EXERCISE MATERIAL START

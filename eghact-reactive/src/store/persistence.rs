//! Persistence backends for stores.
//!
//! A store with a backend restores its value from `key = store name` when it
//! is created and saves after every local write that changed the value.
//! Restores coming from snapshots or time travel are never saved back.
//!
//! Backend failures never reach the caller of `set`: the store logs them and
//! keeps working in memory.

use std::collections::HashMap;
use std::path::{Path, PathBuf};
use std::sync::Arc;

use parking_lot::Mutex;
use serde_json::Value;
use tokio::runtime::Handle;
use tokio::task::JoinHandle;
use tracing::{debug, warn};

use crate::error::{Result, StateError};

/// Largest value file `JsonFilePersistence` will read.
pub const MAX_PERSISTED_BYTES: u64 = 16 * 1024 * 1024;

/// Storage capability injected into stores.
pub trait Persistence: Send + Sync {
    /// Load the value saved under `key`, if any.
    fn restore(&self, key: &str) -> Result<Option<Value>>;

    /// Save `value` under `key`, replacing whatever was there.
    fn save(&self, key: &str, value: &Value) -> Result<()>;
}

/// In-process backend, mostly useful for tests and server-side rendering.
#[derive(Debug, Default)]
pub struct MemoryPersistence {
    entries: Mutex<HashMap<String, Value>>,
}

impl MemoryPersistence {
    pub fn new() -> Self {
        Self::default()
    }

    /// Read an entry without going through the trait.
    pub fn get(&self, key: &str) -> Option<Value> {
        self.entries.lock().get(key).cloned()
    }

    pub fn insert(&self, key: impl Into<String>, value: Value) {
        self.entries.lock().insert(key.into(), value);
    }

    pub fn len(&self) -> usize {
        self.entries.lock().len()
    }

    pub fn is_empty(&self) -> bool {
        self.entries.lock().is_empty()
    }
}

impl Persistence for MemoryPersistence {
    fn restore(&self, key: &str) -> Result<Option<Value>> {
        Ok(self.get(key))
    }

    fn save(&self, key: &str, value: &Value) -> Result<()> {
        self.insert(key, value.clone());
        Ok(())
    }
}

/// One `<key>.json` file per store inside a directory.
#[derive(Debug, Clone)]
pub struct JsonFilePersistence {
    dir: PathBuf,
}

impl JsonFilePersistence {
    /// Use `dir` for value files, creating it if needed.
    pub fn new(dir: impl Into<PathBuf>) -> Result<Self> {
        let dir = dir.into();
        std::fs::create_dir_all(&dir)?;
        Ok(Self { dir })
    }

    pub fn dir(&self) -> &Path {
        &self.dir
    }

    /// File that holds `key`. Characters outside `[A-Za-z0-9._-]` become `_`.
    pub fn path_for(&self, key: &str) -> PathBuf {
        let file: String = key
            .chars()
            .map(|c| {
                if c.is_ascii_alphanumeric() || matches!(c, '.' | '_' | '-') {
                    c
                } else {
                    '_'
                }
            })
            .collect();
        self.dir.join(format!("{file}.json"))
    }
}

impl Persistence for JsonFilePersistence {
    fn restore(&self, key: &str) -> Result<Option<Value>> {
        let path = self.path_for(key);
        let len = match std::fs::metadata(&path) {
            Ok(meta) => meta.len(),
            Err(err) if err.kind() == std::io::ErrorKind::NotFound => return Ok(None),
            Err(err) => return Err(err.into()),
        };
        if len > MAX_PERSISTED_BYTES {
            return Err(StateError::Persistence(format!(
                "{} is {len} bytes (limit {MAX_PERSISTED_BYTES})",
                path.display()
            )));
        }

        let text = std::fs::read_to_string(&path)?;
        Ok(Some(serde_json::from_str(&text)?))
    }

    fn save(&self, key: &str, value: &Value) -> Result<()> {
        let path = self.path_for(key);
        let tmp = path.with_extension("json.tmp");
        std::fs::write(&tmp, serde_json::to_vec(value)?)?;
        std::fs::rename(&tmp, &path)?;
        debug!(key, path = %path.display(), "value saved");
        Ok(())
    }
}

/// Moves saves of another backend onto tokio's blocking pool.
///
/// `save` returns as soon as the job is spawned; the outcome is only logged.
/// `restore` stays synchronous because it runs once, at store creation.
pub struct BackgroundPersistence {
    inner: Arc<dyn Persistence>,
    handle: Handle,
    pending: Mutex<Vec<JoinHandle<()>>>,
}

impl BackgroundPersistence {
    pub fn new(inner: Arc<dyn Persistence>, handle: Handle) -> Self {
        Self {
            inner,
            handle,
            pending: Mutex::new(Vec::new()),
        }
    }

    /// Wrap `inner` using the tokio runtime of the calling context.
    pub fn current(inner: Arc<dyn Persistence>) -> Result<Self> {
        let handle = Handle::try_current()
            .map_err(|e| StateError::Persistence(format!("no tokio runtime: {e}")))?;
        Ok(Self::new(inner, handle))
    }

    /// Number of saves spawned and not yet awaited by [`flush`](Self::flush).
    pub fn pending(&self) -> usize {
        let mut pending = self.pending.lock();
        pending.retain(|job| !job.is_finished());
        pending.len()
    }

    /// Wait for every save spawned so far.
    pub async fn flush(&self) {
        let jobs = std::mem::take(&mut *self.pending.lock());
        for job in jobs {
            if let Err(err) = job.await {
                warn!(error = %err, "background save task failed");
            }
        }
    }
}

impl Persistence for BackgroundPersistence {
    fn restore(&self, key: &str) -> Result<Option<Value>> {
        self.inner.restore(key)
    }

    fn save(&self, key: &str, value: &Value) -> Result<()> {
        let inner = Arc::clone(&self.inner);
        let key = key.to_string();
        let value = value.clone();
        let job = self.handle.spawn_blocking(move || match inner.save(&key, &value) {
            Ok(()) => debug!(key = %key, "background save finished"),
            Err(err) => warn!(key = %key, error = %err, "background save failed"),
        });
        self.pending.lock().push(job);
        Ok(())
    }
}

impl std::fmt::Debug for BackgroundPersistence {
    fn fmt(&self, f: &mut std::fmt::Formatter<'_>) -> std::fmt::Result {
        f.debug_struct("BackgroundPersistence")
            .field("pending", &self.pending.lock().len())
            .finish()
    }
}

EXERCISE MATERIAL END

REQUIREMENT. Please determine how many lines of the records above contain "every", and state that number only.

RESPONSE TO THE TASK. 2